Here are a few project updates for my new woodworking projects this year. I tried to make a few new ideas including a burning log lamp and wood sided bags. I hope you enjoy the update!
Fall Woodworking Update

Here are a few project updates for my new woodworking projects this year. I tried to make a few new ideas including a burning log lamp and wood sided bags. I hope you enjoy the update!
Here is a quick update of a few of my recent woodworking projects from this spring and summer. The coffee table, sofa table, jewelry box, and magnetic knife block are made from black walnut wood which my great-grandfather cut and milled decades ago from our family farm in southern Minnesota. The oak desk/breakfast table is made from live edge wood that we milled with a chainsaw from an old dead oak tree on the same farm/woodlands of our family. The interesting character to the wood is from partial rot, weather damage, and insects and makes for a very unique piece.

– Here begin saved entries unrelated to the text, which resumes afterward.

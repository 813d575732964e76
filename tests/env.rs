mod common;
use common::{manifest, setup};

use std::collections::BTreeMap;

use rendercat::{load, BotConfig, ErrorKind};

fn operator(pairs: &[(&str, &str)]) -> BTreeMap<String, String> {
    pairs.iter().map(|(k, v)| (k.to_string(), v.to_string())).collect()
}

#[test]
fn bot_secret_keys() {
    setup();
    let svc = load(manifest("render.yaml")).unwrap();
    assert_eq!(svc.secret_keys(), vec!["BOT_TOKEN", "TELEGRAM_BOT_TOKEN"]);
}

#[test]
fn bot_starts_from_injected_env() {
    setup();
    let svc = load(manifest("render.yaml")).unwrap();
    let store = operator(&[("BOT_TOKEN", "123456:AAE-token"), ("TELEGRAM_BOT_TOKEN", "123456:AAE-token")]);
    let env = svc.resolve_env(&store).unwrap();
    assert_eq!(env["PYTHON_VERSION"], "3.11");

    let conf = BotConfig::from_vars(&env).unwrap();
    assert_eq!(conf.port, 10000);
    assert!(!conf.debug);
    assert_eq!(conf.webhook_endpoint(),
        Some("https://telegram-deployment-bot.onrender.com/webhook".into()));
}

#[test]
fn bot_refuses_to_start_without_secrets() {
    setup();
    let svc = load(manifest("render.yaml")).unwrap();
    let err = svc.resolve_env(&operator(&[("BOT_TOKEN", "1:a")])).unwrap_err();
    match err.kind() {
        ErrorKind::MissingSecrets(keys) => assert_eq!(keys, &vec!["TELEGRAM_BOT_TOKEN".to_string()]),
        k => panic!("unexpected error {:?}", k),
    }
}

This end table is made from a chainsaw cut naturally fallen oak tree from southern MN. The edges are chiseled free of bark and rot and dried for over a year. The crack which opened up during the drying process has been held together by three black walnut butterfly inlays for strength and decoration. The oak slab is mounted on raw steel legs which also brace the cracks in the wood. Around the edge is an Old Norse verse written in Elder Futhark runes from the Vǫluspá in the Poetic Edda.
The verse reads:
Vǫluspá 3
Ár var alda
þar er Ymir byggði,
vara sandr né sær
né svalar unnir,
jörð fannst æva
né upphiminn,
gap var Ginnunga,
en gras hvergi.
The Seeress´s Prophecy 3
Young were the years,
when Ymir made his settlement,
there was no sand nor sea,
nor cool waves,
earth was nowhere
nor the sky above,
chaos yawned,
grass was nowhere.
The English translations are from The Poetic Edda: A New Translation by Carolyne Larrington. Oxford University Press. 1996
My recent nerdy wood-burning projects including a Tree of Gondor end table, Yggdrassil/Branch and Root Tree, Tolkienesque Minnesota Map, Nazgul, and Gokstad Viking Ship wall decor pieces.
My most recent project was to make a variety of cutting and serving boards out of black walnut, oak, and cedar. Some of these boards are charred with a blow torch in an attempt at the Japanese Shou Sugi Ban style of cedar wood charring which I also performed on oak and walnut. The charring makes the wood UV, weather, rot, and bug resistant and makes for a unique look and interesting creation process.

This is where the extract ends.